Позади La Paix проходила дорога, где Фицджеральд обычно прогуливался часами, обдумывая последний вариант романа «Ночь нежна». Здесь он размышлял над четой Мэрфи, их искусственной приветливостью, четко отмеренной для каждого дозой обаяния. Здесь он мечтал об островах Лерен, райском уголке неподалеку от Антиба, куда он, бывало, ездил на прогулочном катере. Возвратившись в рабочий кабинет, он запечатлевал эти мысли своим четким, красивым почерком на желтых листах бумаги.
Теперь, когда все было расставлено по своим местам, и он знал направление движения, книга продвигалась быстро, несмотря на вынужденные отвлечения в работе, — рассказы для «Пост», чтобы оплатить счета.

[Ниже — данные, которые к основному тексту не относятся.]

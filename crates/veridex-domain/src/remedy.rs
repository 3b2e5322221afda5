//! Remedy proposals

use crate::analysis::Contradiction;
use serde::{Deserialize, Serialize};

/// A recommended category of corrective action plus supporting strategies
#[derive(Debug, Clone, PartialEq, Serialize, Deserialize)]
pub struct RemedyProposal {
    /// Remedy category, e.g. "UCC Administrative Process"
    #[serde(rename = "type")]
    pub remedy_type: String,

    /// What to do
    pub description: String,

    /// Why this remedy fits the situation
    pub reasoning: String,

    /// Ordered supporting strategies
    pub legal_strategies: Vec<String>,

    /// Synthesizer confidence in [0, 1]
    pub confidence: f64,

    /// Contradictions carried through unmodified for downstream aggregation
    pub contradictions: Vec<Contradiction>,
}
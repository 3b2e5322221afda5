//! Veridex Pipeline Layer
//!
//! The composition root and orchestrator for one deterministic analysis
//! run per session:
//!
//! - `PipelineBuilder`: builds the corpus store, ledger, and every stage
//!   component once; stage strategies are resolved by name through a
//!   static registry, so unknown names fail at composition time, not at
//!   call time
//! - `Pipeline`: sequences interpreter → structural analysis → tone/risk
//!   → corpus search → sovereignty scoring → remedy synthesis →
//!   recommendation aggregation, writing a provenance entry around every
//!   stage, and assembles the immutable per-session result

#![warn(missing_docs)]

mod orchestrator;
mod registry;

use std::path::PathBuf;
use thiserror::Error;

pub use orchestrator::{Pipeline, PipelineBuilder};
pub use registry::{detector_names, resolve_detector, resolve_tone_analyzer, tone_analyzer_names};

/// Errors that can occur while composing a pipeline or persisting results
#[derive(Error, Debug)]
pub enum PipelineError {
    /// No contradiction detector is registered under the given name
    #[error("unknown contradiction detector: {0}")]
    UnknownDetector(String),

    /// No tone analyzer is registered under the given name
    #[error("unknown tone analyzer: {0}")]
    UnknownToneAnalyzer(String),

    /// The analysis result could not be written
    #[error("failed to write analysis result to {path}: {source}")]
    ResultWrite {
        /// Target path of the failed write
        path: PathBuf,
        /// Underlying I/O failure
        source: std::io::Error,
    },

    /// The analysis result could not be serialized
    #[error("failed to serialize analysis result: {0}")]
    Serialize(#[from] serde_json::Error),
}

В августе 1932 года в его дневнике появляется следующая запись: «Сюжет и композиция романа готовы. Теперь ничто не должно надолго прерывать работу над ним».
К концу октября 1933 года черновой вариант был закончен. «Я лично в каске с шишаком принесу рукопись, — извещал он Перкинса. — …И, пожалуйста, не выстраивай оркестра, обойдусь без музыки».
Когда Фицджеральд появился в La Paix, зенит его славы миновал. Он надеялся, что ему удастся вернуть утраченную известность, как и Зельду, хотя он отнюдь не верил в успех. Два года спустя, когда настроение «Крушения» еще более овладело им, эти надежды угасли. Он начал ощущать, что исчерпал кладезь своей души, что теперь новые истоки питают других писателей, к которым публика все больше обращает свой взор. Моя мать была счастлива, что знала Фицджеральда того периода, ибо именно тогда он производил незабываемое впечатление: никогда его положение не было более трагичным, и потому никогда он не обнаруживал большей глубины мысли. Как-то Скотт горестно, но с оттенком гордости признался ей: «Не успех, а неудачи учат нас больше всего». Конечно, себя он считал неудачником. Он был Диком Дайвером. На какое-то короткое мгновение моя мать стала его душеприказчицей, которой он поведал свои самые сокровенные мысли. Они затмили ей земные ориентиры и увлекли ее в иные миры точно так же, как очарование его книг сделало это со многими другими. Но эти миры не были юдолью печали, они стали для нее одновременно источником неописуемого счастья.
ГЛАВА XIV
«Ночь нежна». Название этого самого любимого им произведения, которое он создал в муках и с таким трепетом, опираясь на дорого стоивший ему опыт, Фицджеральд взял из «Оды соловью», навеявшей ему вечные образы парения в вышине, падения и сладости смерти. Неудивительно, что для Фицджеральда Ките всегда был тем волшебником слов, каким он сам так стремился стать.